%%

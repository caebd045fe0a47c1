use crate::{
    ast::{Argument, BinOp, Builtin, Expr, LiteralKind, Token, UnaryOp},
    lexer::{Lexer, Position, SyntaxError},
};
use std::mem;

/// Deepest expression tree accepted; compiling recurses once per level.
pub const MAX_DEPTH: usize = 256;

pub struct Parser {
    lexer: Lexer,
    current_token: Token,
    current_position: Position,
    /// Open parentheses and negations around the current token.
    nesting: usize,
}

/// A parsed subtree and its depth.
type Node = (Expr, usize);

fn too_deep(position: Position) -> SyntaxError {
    SyntaxError::new(position, "expression nested too deeply")
}

impl Parser {
    pub fn new(mut lexer: Lexer) -> Result<Self, SyntaxError> {
        let current_token = lexer.next_token()?;
        let current_position = lexer.token_start();
        Ok(Parser {
            lexer,
            current_token,
            current_position,
            nesting: 0,
        })
    }

    fn advance(&mut self) -> Result<(), SyntaxError> {
        self.current_token = self.lexer.next_token()?;
        self.current_position = self.lexer.token_start();
        Ok(())
    }

    fn expect(&mut self, expected: Token) -> Result<(), SyntaxError> {
        if !self.check(&expected) {
            return Err(self.unexpected(&format!("expected {}", expected)));
        }
        self.advance()
    }

    fn check(&self, token: &Token) -> bool {
        mem::discriminant(&self.current_token) == mem::discriminant(token)
    }

    fn unexpected(&self, expectation: &str) -> SyntaxError {
        SyntaxError::new(
            self.current_position,
            format!("{}, found {}", expectation, self.current_token),
        )
    }

    fn enter(&mut self, position: Position) -> Result<(), SyntaxError> {
        if self.nesting >= MAX_DEPTH {
            return Err(too_deep(position));
        }
        self.nesting += 1;
        Ok(())
    }

    fn leave(&mut self) {
        self.nesting -= 1;
    }

    /// Parse primary expressions: literals, names, calls, and groups
    fn parse_primary(&mut self) -> Result<Node, SyntaxError> {
        let position = self.current_position;

        let expr = match mem::replace(&mut self.current_token, Token::Eof) {
            Token::Integer(raw) => {
                self.advance()?;
                Expr::Literal {
                    kind: LiteralKind::Integer,
                    raw,
                }
            }
            Token::Float(raw) => {
                self.advance()?;
                Expr::Literal {
                    kind: LiteralKind::Float,
                    raw,
                }
            }
            Token::String(raw) => {
                self.advance()?;
                Expr::string(raw)
            }
            Token::Selector(segments) => {
                self.advance()?;
                Expr::Selector(segments)
            }
            Token::Identifier(name) => {
                self.advance()?;
                if self.check(&Token::LParen) {
                    self.advance()?;
                    self.parse_call(name, position)?
                } else {
                    Expr::Identifier(name)
                }
            }
            Token::LParen => {
                self.enter(position)?;
                self.advance()?;
                let (inner, depth) = self.parse_or()?;
                self.expect(Token::RParen)?;
                self.leave();
                if depth >= MAX_DEPTH {
                    return Err(too_deep(position));
                }
                return Ok((Expr::Paren(Box::new(inner)), depth + 1));
            }
            Token::Reserved(word) => {
                return Err(SyntaxError::new(
                    position,
                    format!(
                        "'{}' is a reserved word, quote it (\"{}\") to use it as a field name",
                        word, word
                    ),
                ));
            }
            token => {
                self.current_token = token;
                return Err(self.unexpected("expected operand"));
            }
        };
        Ok((expr, 1))
    }

    /// Parse the argument list after `name(`
    fn parse_call(&mut self, function: String, position: Position) -> Result<Expr, SyntaxError> {
        let mut args = vec![];

        if !self.check(&Token::RParen) {
            loop {
                args.push(self.parse_argument(&function)?);
                if !self.check(&Token::Comma) {
                    break;
                }
                self.advance()?;
            }
        }

        self.expect(Token::RParen)?;

        if let Some(builtin) = Builtin::from_name(&function)
            && args.len() < builtin.min_arity()
        {
            return Err(SyntaxError::new(
                position,
                format!(
                    "{}() expected {} arguments, got {}",
                    function,
                    builtin.min_arity(),
                    args.len()
                ),
            ));
        }

        Ok(Expr::Call { function, args })
    }

    fn parse_argument(&mut self, function: &str) -> Result<Argument, SyntaxError> {
        let arg = match mem::replace(&mut self.current_token, Token::Eof) {
            Token::String(raw) => Argument::String(raw),
            Token::Identifier(name) => Argument::Identifier(name),
            Token::Selector(segments) => Argument::Selector(segments),
            token => {
                self.current_token = token;
                return Err(SyntaxError::new(
                    self.current_position,
                    format!(
                        "{}() unsupported argument {}, expected a name or a quoted string",
                        function, self.current_token
                    ),
                ));
            }
        };
        self.advance()?;
        Ok(arg)
    }

    fn parse_unary(&mut self) -> Result<Node, SyntaxError> {
        if self.check(&Token::Exclamation) {
            let position = self.current_position;
            self.enter(position)?;
            self.advance()?;
            let (operand, depth) = self.parse_unary()?;
            self.leave();
            if depth >= MAX_DEPTH {
                return Err(too_deep(position));
            }
            let expr = Expr::Unary {
                op: UnaryOp::Not,
                operand: Box::new(operand),
            };
            return Ok((expr, depth + 1));
        }
        self.parse_primary()
    }

    /// Combine two subtrees under `op`, refusing trees deeper than [`MAX_DEPTH`].
    fn join(&self, op: BinOp, left: Node, right: Node, position: Position) -> Result<Node, SyntaxError> {
        let depth = left.1.max(right.1) + 1;
        if depth > MAX_DEPTH {
            return Err(too_deep(position));
        }
        Ok((Expr::binary(op, left.0, right.0), depth))
    }

    fn parse_comparison(&mut self) -> Result<Node, SyntaxError> {
        let mut left = self.parse_unary()?;

        if let Some(op) = match &self.current_token {
            Token::EqEq => Some(BinOp::Equal),
            Token::NotEq => Some(BinOp::NotEqual),
            Token::Lt => Some(BinOp::LessThan),
            Token::Gt => Some(BinOp::GreaterThan),
            Token::LtEq => Some(BinOp::LessEqual),
            Token::GtEq => Some(BinOp::GreaterEqual),
            _ => None,
        } {
            let position = self.current_position;
            self.advance()?;
            let right = self.parse_unary()?;
            left = self.join(op, left, right, position)?;
        }
        Ok(left)
    }

    fn parse_all_of(&mut self) -> Result<Node, SyntaxError> {
        let mut left = self.parse_comparison()?;

        while self.check(&Token::Ampersand) {
            let position = self.current_position;
            self.advance()?;
            let right = self.parse_comparison()?;
            left = self.join(BinOp::AllOf, left, right, position)?;
        }
        Ok(left)
    }

    fn parse_any_of(&mut self) -> Result<Node, SyntaxError> {
        let mut left = self.parse_all_of()?;

        while self.check(&Token::Pipe) {
            let position = self.current_position;
            self.advance()?;
            let right = self.parse_all_of()?;
            left = self.join(BinOp::AnyOf, left, right, position)?;
        }
        Ok(left)
    }

    fn parse_and(&mut self) -> Result<Node, SyntaxError> {
        let mut left = self.parse_any_of()?;

        while self.check(&Token::AndAnd) {
            let position = self.current_position;
            self.advance()?;
            let right = self.parse_any_of()?;
            left = self.join(BinOp::And, left, right, position)?;
        }
        Ok(left)
    }

    fn parse_or(&mut self) -> Result<Node, SyntaxError> {
        let mut left = self.parse_and()?;

        while self.check(&Token::OrOr) {
            let position = self.current_position;
            self.advance()?;
            let right = self.parse_and()?;
            left = self.join(BinOp::Or, left, right, position)?;
        }
        Ok(left)
    }

    pub fn parse_expression(&mut self) -> Result<Expr, SyntaxError> {
        self.parse_or().map(|(expr, _)| expr)
    }

    /// Parse a complete expression; the whole input must be consumed.
    pub fn parse(&mut self) -> Result<Expr, SyntaxError> {
        if self.check(&Token::Eof) {
            return Err(SyntaxError::new(self.current_position, "empty expression"));
        }
        let expr = self.parse_expression()?;
        self.expect(Token::Eof)?;
        Ok(expr)
    }
}

/// Parse `text` into an expression tree.
pub fn parse(text: &str) -> Result<Expr, SyntaxError> {
    Parser::new(Lexer::new(text))?.parse()
}
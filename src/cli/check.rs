//! Translate expressions from the command line

use super::CliError;
use crate::{Translator, output};

/// How a translated document is printed
#[derive(Debug, Clone, Copy, Default, PartialEq, Eq)]
pub enum OutputFormat {
    /// Compact Extended JSON
    #[default]
    Json,
    /// Extended JSON with indentation
    PrettyJson,
    /// Shell-style rendering of the `bson::Document` handed to drivers
    Bson,
}

/// Options for the check and translate commands
#[derive(Debug, Clone, Default)]
pub struct CheckOptions {
    /// The filter expression
    pub expression: String,
    /// Output format of the document
    pub format: OutputFormat,
    /// Only validate syntax, don't compile
    pub syntax_only: bool,
}

/// Result of a check operation
#[derive(Debug, PartialEq)]
pub enum CheckResult {
    /// Syntax validation passed
    SyntaxValid,
    /// Expression translated; the rendered document
    Success(String),
}

/// Validate or translate one expression
pub fn execute_check(options: &CheckOptions) -> Result<CheckResult, CliError> {
    if options.expression.trim().is_empty() {
        return Err(CliError::NoInput);
    }

    let translator = Translator::new();

    if options.syntax_only {
        let source = translator.prepare(&options.expression);
        crate::parse(&source)?;
        return Ok(CheckResult::SyntaxValid);
    }

    let doc = translator.translate(&options.expression)?;

    let rendered = match options.format {
        OutputFormat::Json => output::to_json(&doc),
        OutputFormat::PrettyJson => output::to_json_pretty(&doc),
        OutputFormat::Bson => format!("{}", output::to_bson(&doc)),
    };
    Ok(CheckResult::Success(rendered))
}
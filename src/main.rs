use clap::{Parser as ClapParser, Subcommand};
use mongoq::cli::{self, CheckOptions, CheckResult, CliError, OutputFormat};
use std::io::{self, Read};
use tracing_subscriber::EnvFilter;

#[derive(ClapParser)]
#[command(name = "mongoq")]
#[command(about = "mongoq - Compile filter expressions into MongoDB query documents")]
#[command(version)]
struct Cli {
    /// Log translation steps to stderr
    #[arg(short, long, global = true)]
    verbose: bool,

    #[command(subcommand)]
    command: Commands,
}

#[derive(Subcommand)]
enum Commands {
    /// Translate an expression into a query document
    Translate {
        /// The filter expression (reads from stdin if not provided)
        expression: Option<String>,

        /// Pretty-print the output
        #[arg(short, long)]
        pretty: bool,

        /// Print the BSON document instead of Extended JSON
        #[arg(long, conflicts_with = "pretty")]
        bson: bool,
    },

    /// Only validate the syntax of an expression
    Check {
        /// The filter expression (reads from stdin if not provided)
        expression: Option<String>,
    },

    /// List documentation categories
    Docs,

    /// Show documentation for a specific category
    Doc {
        /// Category name (use 'mongoq docs' to list categories)
        category: String,
    },
}

fn main() {
    let cli = Cli::parse();
    init_tracing(cli.verbose);

    let result = match cli.command {
        Commands::Translate {
            expression,
            pretty,
            bson,
        } => {
            let format = if bson {
                OutputFormat::Bson
            } else if pretty {
                OutputFormat::PrettyJson
            } else {
                OutputFormat::Json
            };
            run_check(expression, format, false)
        }
        Commands::Check { expression } => run_check(expression, OutputFormat::Json, true),
        Commands::Docs => {
            print!("{}", cli::get_docs_overview());
            Ok(())
        }
        Commands::Doc { category } => cli::get_doc_category(&category).map(|content| {
            print!("{}", content);
        }),
    };

    if let Err(e) = result {
        eprintln!("{}", e);
        std::process::exit(1);
    }
}

fn init_tracing(verbose: bool) {
    let default_level = if verbose { "debug" } else { "warn" };
    let filter = EnvFilter::try_from_default_env().unwrap_or_else(|_| EnvFilter::new(default_level));

    tracing_subscriber::fmt()
        .with_env_filter(filter)
        .with_writer(io::stderr)
        .init();
}

fn run_check(
    expression: Option<String>,
    format: OutputFormat,
    syntax_only: bool,
) -> Result<(), CliError> {
    let expression = match expression {
        Some(s) => s,
        None if !atty::is(atty::Stream::Stdin) => {
            let mut buffer = String::new();
            io::stdin().read_to_string(&mut buffer)?;
            buffer
        }
        None => return Err(CliError::NoInput),
    };

    let options = CheckOptions {
        expression,
        format,
        syntax_only,
    };

    match cli::execute_check(&options)? {
        CheckResult::SyntaxValid => println!("Syntax is valid"),
        CheckResult::Success(output) => println!("{}", output),
    }
    Ok(())
}
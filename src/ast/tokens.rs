use std::fmt;

#[derive(Debug, Clone, PartialEq)]
pub enum Token {
    // Literals
    /// Integer literal, kept as written
    ///
    /// # Examples
    /// ```text
    /// 42
    /// -10
    /// ```
    Integer(String),

    /// Floating-point literal, kept as written
    ///
    /// # Examples
    /// ```text
    /// 3.14
    /// -1.0
    /// 2e10
    /// ```
    Float(String),

    /// String literal enclosed in double quotes.
    ///
    /// Holds the text between the quotes verbatim, escape sequences included.
    ///
    /// # Examples
    /// ```text
    /// "hello"
    /// "5fc4722ae367f19055977d1f"
    /// ```
    String(String),

    // Names
    /// Field name or function name
    ///
    /// Must start with a letter or underscore, followed by letters, digits, or underscores.
    ///
    /// # Examples
    /// ```text
    /// age
    /// _id
    /// dateRelative
    /// ```
    Identifier(String),

    /// Dotted field path with no whitespace around the dots
    ///
    /// # Examples
    /// ```text
    /// person.age
    /// level1.level2.level3
    /// ```
    Selector(Vec<String>),

    /// A word that must be quoted before it can be used as a field name
    ///
    /// # Examples
    /// ```text
    /// type
    /// ```
    Reserved(String),

    // Comparison
    /// Equality operator
    EqEq,

    /// Inequality operator
    NotEq,

    /// Less than
    Lt,

    /// Greater than
    Gt,

    /// Less than or equal
    LtEq,

    /// Greater than or equal
    GtEq,

    // Logical
    /// Logical AND (`&&` or the word `and`)
    AndAnd,

    /// Logical OR (`||` or the word `or`)
    OrOr,

    /// Negation
    Exclamation,

    // Membership
    /// All-of list separator
    ///
    /// # Examples
    /// ```text
    /// tags == ("red" & "blue")
    /// ```
    Ampersand,

    /// One-of list separator
    ///
    /// # Examples
    /// ```text
    /// name == ("Alice" | "Bob")
    /// ```
    Pipe,

    // Delimiters
    /// Left parenthesis for grouping or function calls
    LParen,

    /// Right parenthesis
    RParen,

    /// Comma for separating call arguments
    Comma,

    /// End of input
    Eof,
}

impl fmt::Display for Token {
    fn fmt(&self, f: &mut fmt::Formatter<'_>) -> fmt::Result {
        match self {
            Token::Integer(raw) | Token::Float(raw) => write!(f, "{}", raw),
            Token::String(raw) => write!(f, "\"{}\"", raw),
            Token::Identifier(name) | Token::Reserved(name) => write!(f, "{}", name),
            Token::Selector(segments) => write!(f, "{}", segments.join(".")),
            Token::EqEq => write!(f, "'=='"),
            Token::NotEq => write!(f, "'!='"),
            Token::Lt => write!(f, "'<'"),
            Token::Gt => write!(f, "'>'"),
            Token::LtEq => write!(f, "'<='"),
            Token::GtEq => write!(f, "'>='"),
            Token::AndAnd => write!(f, "'&&'"),
            Token::OrOr => write!(f, "'||'"),
            Token::Exclamation => write!(f, "'!'"),
            Token::Ampersand => write!(f, "'&'"),
            Token::Pipe => write!(f, "'|'"),
            Token::LParen => write!(f, "'('"),
            Token::RParen => write!(f, "')'"),
            Token::Comma => write!(f, "','"),
            Token::Eof => write!(f, "end of input"),
        }
    }
}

%%

TASK STATEMENT. Search the listing above for the word "crate", and copy every line that has it.

YOUR SOLUTION.
use crate::{
use crate::{Translator, output};
        crate::parse(&source)?;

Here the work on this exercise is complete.